I agree. I don't think that this is a mere (oops. sorry for pun) gardening problem. It's a flooding / fabric of the building / insurance problem.

Speak to your neighbours. Speak to your insurers.
There's an Environment Agency webpage here.

Property Flood Resilience - Environment Agency - Citizen Space

Find and participate in consultations run by the Environment Agency

https://consult.environment-agency.gov.uk/hnl/propertyfloodresilience/

senua · 16/05/2025 16:12

Actually, you might do better posting this in the 'property / DIY forum, rather than gardening.

TumbledTussocks · 16/05/2025 16:14

The other posters are right but if you’re not engaging a specialist any time soon I’d plant some willow in the interim.

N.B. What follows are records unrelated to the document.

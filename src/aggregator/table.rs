//! Group-by / reduce over flat benchmark records.
//!
//! This is the small tabular engine the hit rate and timing tables are
//! built on: de-duplicate by configuration key, partition by a key tuple,
//! reduce each partition with sums and means.

use crate::parser::schema::{KeyValue, Record};
use crate::utils::config::MAX_GROUP_KEY_FIELDS;
use crate::utils::error::SchemaError;
use log::debug;
use std::collections::{BTreeMap, HashMap};

/// Reduction applied to one field of every record in a group
#[derive(Debug, Clone, Copy, PartialEq, Eq)]
pub enum Aggregation<'a> {
    Sum(&'a str),
    Mean(&'a str),
}

impl Aggregation<'_> {
    pub fn field(&self) -> &str {
        match self {
            Aggregation::Sum(field) | Aggregation::Mean(field) => field,
        }
    }
}

/// One output row of `group_by`
#[derive(Debug, Clone, PartialEq)]
pub struct Group {
    /// Key tuple, in the order of the requested key fields
    pub key: Vec<KeyValue>,

    /// One reduced value per requested aggregation, in request order
    pub values: Vec<f64>,

    /// Number of records in the group
    pub count: usize,
}

/// Keep only the last record of every configuration key
///
/// **Public** - used for cache statistics where a configuration may have
/// been re-run
///
/// Surviving records keep their relative input order.
///
/// # Errors
/// * `SchemaError` - a key field is absent or not scalar in some record
pub fn dedup_keep_last(records: Vec<Record>, key_fields: &[&str]) -> Result<Vec<Record>, SchemaError> {
    let keys = records
        .iter()
        .map(|record| record.key(key_fields))
        .collect::<Result<Vec<_>, _>>()?;

    let mut last_seen: HashMap<&[KeyValue], usize> = HashMap::new();
    for (position, key) in keys.iter().enumerate() {
        last_seen.insert(key.as_slice(), position);
    }

    let total = records.len();
    let kept: Vec<Record> = records
        .into_iter()
        .enumerate()
        .filter(|(position, _)| last_seen.get(keys[*position].as_slice()) == Some(position))
        .map(|(_, record)| record)
        .collect();

    debug!("De-duplicated {} records down to {}", total, kept.len());

    Ok(kept)
}

/// Partition records by a key tuple and reduce every partition
///
/// **Public** - main entry point for aggregation
///
/// # Arguments
/// * `records` - Input rows
/// * `key_fields` - Between 1 and 5 field names forming the group key
/// * `aggregations` - Reductions to compute per group
///
/// # Returns
/// One `Group` per distinct key, in ascending key order
///
/// # Errors
/// * `SchemaError::InvalidKey` - key tuple is empty or too long
/// * `SchemaError::MissingField` / `NotNumeric` / `NotScalar` - a record
///   lacks a key or aggregated field
pub fn group_by(
    records: &[Record],
    key_fields: &[&str],
    aggregations: &[Aggregation<'_>],
) -> Result<Vec<Group>, SchemaError> {
    if key_fields.is_empty() || key_fields.len() > MAX_GROUP_KEY_FIELDS {
        return Err(SchemaError::InvalidKey {
            got: key_fields.len(),
            max: MAX_GROUP_KEY_FIELDS,
        });
    }

    let mut partitions: BTreeMap<Vec<KeyValue>, (Vec<f64>, usize)> = BTreeMap::new();

    for record in records {
        let key = record.key(key_fields)?;
        let values = aggregations
            .iter()
            .map(|agg| record.number(agg.field()))
            .collect::<Result<Vec<_>, _>>()?;

        let (sums, count) = partitions
            .entry(key)
            .or_insert_with(|| (vec![0.0; aggregations.len()], 0));
        for (sum, value) in sums.iter_mut().zip(values) {
            *sum += value;
        }
        *count += 1;
    }

    let groups: Vec<Group> = partitions
        .into_iter()
        .map(|(key, (sums, count))| {
            let values = sums
                .into_iter()
                .zip(aggregations)
                .map(|(sum, agg)| match agg {
                    Aggregation::Sum(_) => sum,
                    Aggregation::Mean(_) => sum / count as f64,
                })
                .collect();
            Group { key, values, count }
        })
        .collect();

    debug!(
        "Grouped {} records by {:?} into {} groups",
        records.len(),
        key_fields,
        groups.len()
    );

    Ok(groups)
}

#[cfg(test)]
mod tests {
    use super::*;
    use crate::parser::parse_records;
    use serde_json::json;

    fn records(value: serde_json::Value) -> Vec<Record> {
        match value {
            serde_json::Value::Array(items) => parse_records(items).unwrap(),
            _ => panic!("expected a list"),
        }
    }

    #[test]
    fn test_dedup_keeps_last_in_input_order() {
        let input = records(json!([
            {"k": 1, "v": 10},
            {"k": 2, "v": 20},
            {"k": 1, "v": 11},
            {"k": 3, "v": 30},
        ]));

        let kept = dedup_keep_last(input, &["k"]).unwrap();
        let values: Vec<f64> = kept.iter().map(|r| r.number("v").unwrap()).collect();

        assert_eq!(values, vec![20.0, 11.0, 30.0]);
    }

    #[test]
    fn test_dedup_missing_key_field() {
        let input = records(json!([{"k": 1}, {"v": 2}]));
        let err = dedup_keep_last(input, &["k"]).unwrap_err();
        assert_eq!(err, SchemaError::MissingField { record: 1, field: "k".to_string() });
    }

    #[test]
    fn test_group_by_sum_and_mean() {
        let input = records(json!([
            {"a": 2, "x": 1.0},
            {"a": 1, "x": 4.0},
            {"a": 2, "x": 3.0},
        ]));

        let groups = group_by(&input, &["a"], &[Aggregation::Sum("x"), Aggregation::Mean("x")]).unwrap();

        assert_eq!(groups.len(), 2);
        assert_eq!(groups[0].key, vec![KeyValue::Int(1)]);
        assert_eq!(groups[0].values, vec![4.0, 4.0]);
        assert_eq!(groups[1].key, vec![KeyValue::Int(2)]);
        assert_eq!(groups[1].values, vec![4.0, 2.0]);
        assert_eq!(groups[1].count, 2);
    }

    #[test]
    fn test_group_by_rejects_empty_key() {
        let input = records(json!([{"a": 1}]));
        assert!(matches!(
            group_by(&input, &[], &[]),
            Err(SchemaError::InvalidKey { got: 0, .. })
        ));
    }

    #[test]
    fn test_group_by_rejects_long_key() {
        let input = records(json!([{"a": 1}]));
        let key = ["a", "b", "c", "d", "e", "f"];
        assert!(matches!(
            group_by(&input, &key, &[]),
            Err(SchemaError::InvalidKey { got: 6, .. })
        ));
    }

    #[test]
    fn test_group_by_missing_aggregated_field() {
        let input = records(json!([{"a": 1, "x": 1}, {"a": 1}]));
        let err = group_by(&input, &["a"], &[Aggregation::Sum("x")]).unwrap_err();
        assert_eq!(err, SchemaError::MissingField { record: 1, field: "x".to_string() });
    }

    #[test]
    fn test_group_by_empty_input() {
        let groups = group_by(&[], &["a"], &[Aggregation::Mean("x")]).unwrap();
        assert!(groups.is_empty());
    }
}
//! JSON list writer.
//!
//! Benchmark harnesses accumulate one record per run into a JSON array file.
//! Appends go through a temporary sibling file and a rename so a crash mid
//! write never leaves a truncated list behind.

use super::path::prepare_output_path;
use crate::utils::error::OutputError;
use log::{debug, info, warn};
use serde::Serialize;
use serde_json::Value;
use std::fs::File;
use std::io::{BufWriter, Write};
use std::path::{Path, PathBuf};

/// Append one item to the JSON list stored at `path`
///
/// **Public** - main entry point for accumulating benchmark records
///
/// A missing file starts a new list. A file that does not parse as JSON is
/// replaced by a fresh list.
///
/// # Errors
/// * `OutputError::NotAList` - file holds valid JSON that is not a list
/// * `OutputError::WriteFailed` - I/O error during write or rename
/// * `OutputError::SerializationFailed` - item cannot be serialized
///
/// # Example
/// ```ignore
/// append_to_json_list("cache_stats.json", &json!({"hit": 5, "total_acc": 10}))?;
/// ```
pub fn append_to_json_list<T: Serialize + ?Sized>(
    path: impl AsRef<Path>,
    item: &T,
) -> Result<(), OutputError> {
    let path = path.as_ref();

    prepare_output_path(path)?;

    let mut items = read_existing_list(path)?;
    items.push(serde_json::to_value(item)?);

    let tmp_path = temp_path_for(path);
    debug!("Writing {} items through {}", items.len(), tmp_path.display());

    {
        let file = File::create(&tmp_path)?;
        let mut writer = BufWriter::new(file);
        serde_json::to_writer_pretty(&mut writer, &items)?;
        writer.flush()?;
    }

    std::fs::rename(&tmp_path, path)?;

    info!("Appended item #{} to {}", items.len(), path.display());

    Ok(())
}

/// Existing list content, or an empty list when there is none to extend
fn read_existing_list(path: &Path) -> Result<Vec<Value>, OutputError> {
    if !path.exists() {
        return Ok(Vec::new());
    }

    let content = std::fs::read_to_string(path)?;

    match serde_json::from_str::<Value>(&content) {
        Ok(Value::Array(items)) => Ok(items),
        Ok(_) => Err(OutputError::NotAList(path.to_path_buf())),
        Err(e) => {
            warn!("{} is not valid JSON ({}), starting a new list", path.display(), e);
            Ok(Vec::new())
        }
    }
}

/// `<path>.tmp`, next to the target so the rename stays on one filesystem
fn temp_path_for(path: &Path) -> PathBuf {
    let mut name = path.as_os_str().to_owned();
    name.push(".tmp");
    PathBuf::from(name)
}

#[cfg(test)]
mod tests {
    use super::*;
    use serde_json::json;

    #[test]
    fn test_append_creates_list() {
        let temp_dir = tempfile::tempdir().unwrap();
        let path = temp_dir.path().join("stats.json");

        append_to_json_list(&path, &json!({"hit": 1})).unwrap();

        let content: Value = serde_json::from_str(&std::fs::read_to_string(&path).unwrap()).unwrap();
        assert_eq!(content, json!([{"hit": 1}]));
    }

    #[test]
    fn test_append_rejects_non_list() {
        let temp_dir = tempfile::tempdir().unwrap();
        let path = temp_dir.path().join("stats.json");
        std::fs::write(&path, r#"{"hit": 1}"#).unwrap();

        let err = append_to_json_list(&path, &json!(2)).unwrap_err();
        assert!(matches!(err, OutputError::NotAList(_)));
    }

    #[test]
    fn test_append_replaces_corrupt_file() {
        let temp_dir = tempfile::tempdir().unwrap();
        let path = temp_dir.path().join("stats.json");
        std::fs::write(&path, "[{\"hit\": 1},").unwrap();

        append_to_json_list(&path, &json!("fresh")).unwrap();

        let content: Value = serde_json::from_str(&std::fs::read_to_string(&path).unwrap()).unwrap();
        assert_eq!(content, json!(["fresh"]));
    }

    #[test]
    fn test_temp_file_removed_after_append() {
        let temp_dir = tempfile::tempdir().unwrap();
        let path = temp_dir.path().join("stats.json");

        append_to_json_list(&path, &json!(1)).unwrap();

        assert!(!temp_path_for(&path).exists());
    }

    #[test]
    fn test_temp_path_keeps_extension() {
        assert_eq!(temp_path_for(Path::new("a/b.json")), PathBuf::from("a/b.json.tmp"));
    }
}
//! Canned transfer-confirmation emails for the operator parse endpoint.
//!
//! These mirror the real platform emails closely enough to exercise every field of the corresponding parser, and
//! double as living documentation of what each platform's emails look like.

use escrow_engine::db_types::InboundEmail;

pub const SAMPLE_KINDS: [&str; 3] = ["ticketmaster", "axs", "stubhub"];

pub fn sample_email(kind: &str) -> Option<InboundEmail> {
    match kind.to_lowercase().as_str() {
        "ticketmaster" => Some(ticketmaster()),
        "axs" => Some(axs()),
        "stubhub" => Some(stubhub()),
        _ => None,
    }
}

fn ticketmaster() -> InboundEmail {
    InboundEmail::new(
        "noreply@ticketmaster.com",
        "escrow+ticketmaster@escrowtickets.com",
        "Your Tickets for Taylor Swift - The Eras Tour have been transferred",
        r#"Your tickets have been successfully transferred!

Event: Taylor Swift - The Eras Tour
Venue: SoFi Stadium
Date: Saturday, August 5, 2024 at 7:00 PM
Section: 101
Row: 15
Seats: 1-2

Transfer Code: TM-ABC123

Confirmation #: 45-67890

The tickets have been sent to: escrow+ticketmaster@escrowtickets.com
Seller: taylor.fan@gmail.com

Thank you for using Ticketmaster!"#,
    )
}

fn axs() -> InboundEmail {
    InboundEmail::new(
        "tickets@axs.com",
        "escrow+axs@escrowtickets.com",
        "Tickets transferred: Bad Bunny - Most Wanted Tour",
        r#"You've successfully transferred your tickets!

Show: Bad Bunny - Most Wanted Tour
Venue: Crypto.com Arena
Date: Friday, March 15, 2024 at 8:00 PM

Sec: 215
Row: J
Seats: 5-6
Qty: 2

Transfer Code: AX-XYZ789

Order #: AXS-98765432

Transferred to: escrow+axs@escrowtickets.com
From: bunny.lover@hotmail.com

Manage your tickets at axs.com"#,
    )
}

fn stubhub() -> InboundEmail {
    InboundEmail::new(
        "orders@stubhub.com",
        "escrow+stubhub@escrowtickets.com",
        "Your tickets for The Weeknd - After Hours Tour",
        r#"Great news! Your ticket transfer is complete.

Event: The Weeknd - After Hours Tour
Venue: Madison Square Garden
Section: 200
Row: 12
Seats: 7-8

Transfer Code: ST-QWE456

Order #: SH-123456789

Delivered to: escrow+stubhub@escrowtickets.com
Sold by: weeknd.fan@yahoo.com"#,
    )
}

#[cfg(test)]
mod test {
    use escrow_engine::{
        db_types::Platform,
        parsers::{detect_platform, ParserRegistry},
    };

    use super::*;

    #[test]
    fn every_sample_is_detected_and_parses_with_a_code() {
        let registry = ParserRegistry::default();
        for kind in SAMPLE_KINDS {
            let email = sample_email(kind).unwrap();
            assert!(email.validate().is_ok(), "sample {kind} is missing required fields");
            let platform = detect_platform(&email.from, &email.text);
            assert_ne!(platform, Platform::Other, "sample {kind} was not detected");
            let parsed = registry.parse_email(&email.text, &email.subject, &email.from, None).unwrap();
            assert!(parsed.transfer_code.is_some(), "sample {kind} parsed without a transfer code");
            assert!(parsed.event_name.is_some(), "sample {kind} parsed without an event name");
        }
    }

    #[test]
    fn unknown_sample_kinds_are_rejected() {
        assert!(sample_email("flashseats").is_none());
        assert!(sample_email("").is_none());
    }
}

You can stick green willow sticks in the earth or pop them in a jar of water and they’ll grow roots in a week or so and pop them in the ground. They’re thirsty plants so good for boggy spots. We had a mud kitchen under one at work and it was hopeless as there was no mud, despite other areas close by being boggy still.

Narmelleth · 16/05/2025 23:09

Thank you everyone. I will check what specialists are around in my area and will re-post in DIY as well

OP posts:
Toootss · 17/05/2025 09:37

I think there is an online sepa map of areas and their flood risk.
Is there farmland that has had drainage put in that is directing more water to you. Has it changed recently?

Narmelleth · 17/05/2025 10:24

Toootss · 17/05/2025 09:37

I think there is an online sepa map of areas and their flood risk.
Is there farmland that has had drainage put in that is directing more water to you. Has it changed recently?

Just checked the gov.uk page for flood risks at my area and apparently low risk across everything. 😐

There are some fields with farm animals around 0.2 miles from us, but we are separated by a main road. Not sure if they will be doing something that is now affecting us. There is a river/stream next to that road which potentially can be getting overflowed resulting at the woods behind us turning into a big lake. I might need to wait now for the heavy rain to start and see what is happening.

OP posts:
Gribbit987 · 18/05/2025 05:08

I’d be installing a soakaway. Dependent on your plot it is something you can do yourself if you have the strength and inclination. Lots of info on YouTube but also many companies who specialise in them. Soakaway systems can deal with considerable flooding and the change to your garden will be transformative.

I’d also be looking at trying to alter the gradient of the land to redirect the water flow. But that isn’t necessarily possible and could be a lot more involved than adding a drainage system.

Needanadultgapyear · 18/05/2025 06:42

We are having to create a soak away/land drain in our garden for this kind of problem. We are on clay soil so during heavy rain the water takes a long time to soak in so a trench is being dug filled partly with stones/shingle then top soil.

TianasBayou · 18/05/2025 06:50

Contact your local council’s flood risk management team and highways team. It could be that there is a problem with the nearby stream or highway drains, maybe a blockage that is causing it to overflow into the woodland and then into your garden.

Toootss · 18/05/2025 07:05

If the river stream turning into a lake is newish then perhaps speak to someone at sepa as there might be a blockage somewhere else.
Water can seep through the ground under the road if you are downhill of the fields on the other side.

BreezyBlock · 18/05/2025 07:47

We got a soak away put in our garden and it totally got rid of this issue. We used to hate going out in winter because it was so wet and muddy and the dog was constantly filthy. Now it’s a dream. It was quite a big project though but it worked amazingly well!

Saz12 · 18/05/2025 10:31

If its a new issue, it must really be a change. Lots will be climate related, but are the road drains blocked?
Then a soakaway.

Winter wet and dry summer is difficult for a lot of plants!